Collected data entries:
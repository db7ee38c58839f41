//! Structured logging.
//!
//! # Responsibilities
//! - Initialize the logging subsystem once per process
//! - Pick the log level from `RUST_LOG`, then the CLI, then the default
//!
//! # Design Decisions
//! - Uses tracing crate for structured logging
//! - Library code only emits events; only the binary installs a subscriber

use tracing_subscriber::{layer::SubscriberExt, util::SubscriberInitExt, EnvFilter};

/// Filter used when neither `RUST_LOG` nor an explicit level is given.
pub const DEFAULT_FILTER: &str = "gateway_engine=info,tower_http=info";

/// Build the env filter for the subscriber.
pub fn filter(level: Option<&str>) -> EnvFilter {
    EnvFilter::try_from_default_env().unwrap_or_else(|_| match level {
        Some(level) => format!("gateway_engine={level},tower_http={level}").into(),
        None => DEFAULT_FILTER.into(),
    })
}

/// Install the global subscriber.
pub fn init(level: Option<&str>) {
    tracing_subscriber::registry()
        .with(filter(level))
        .with(tracing_subscriber::fmt::layer())
        .init();
}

▶ [Assignment] Nothing but an exact copy of the lines from the start of the entries through the line containing "EnvFilter::try_from_default_env().unwrap_or_else(|_| match level" belongs in the response.

▶ [Exercise answer]
repository db7ee38c58839f41
//! Structured logging.
//!
//! # Responsibilities
//! - Initialize the logging subsystem once per process
//! - Pick the log level from `RUST_LOG`, then the CLI, then the default
//!
//! # Design Decisions
//! - Uses tracing crate for structured logging
//! - Library code only emits events; only the binary installs a subscriber

use tracing_subscriber::{layer::SubscriberExt, util::SubscriberInitExt, EnvFilter};

/// Filter used when neither `RUST_LOG` nor an explicit level is given.
pub const DEFAULT_FILTER: &str = "gateway_engine=info,tower_http=info";

/// Build the env filter for the subscriber.
pub fn filter(level: Option<&str>) -> EnvFilter {
    EnvFilter::try_from_default_env().unwrap_or_else(|_| match level {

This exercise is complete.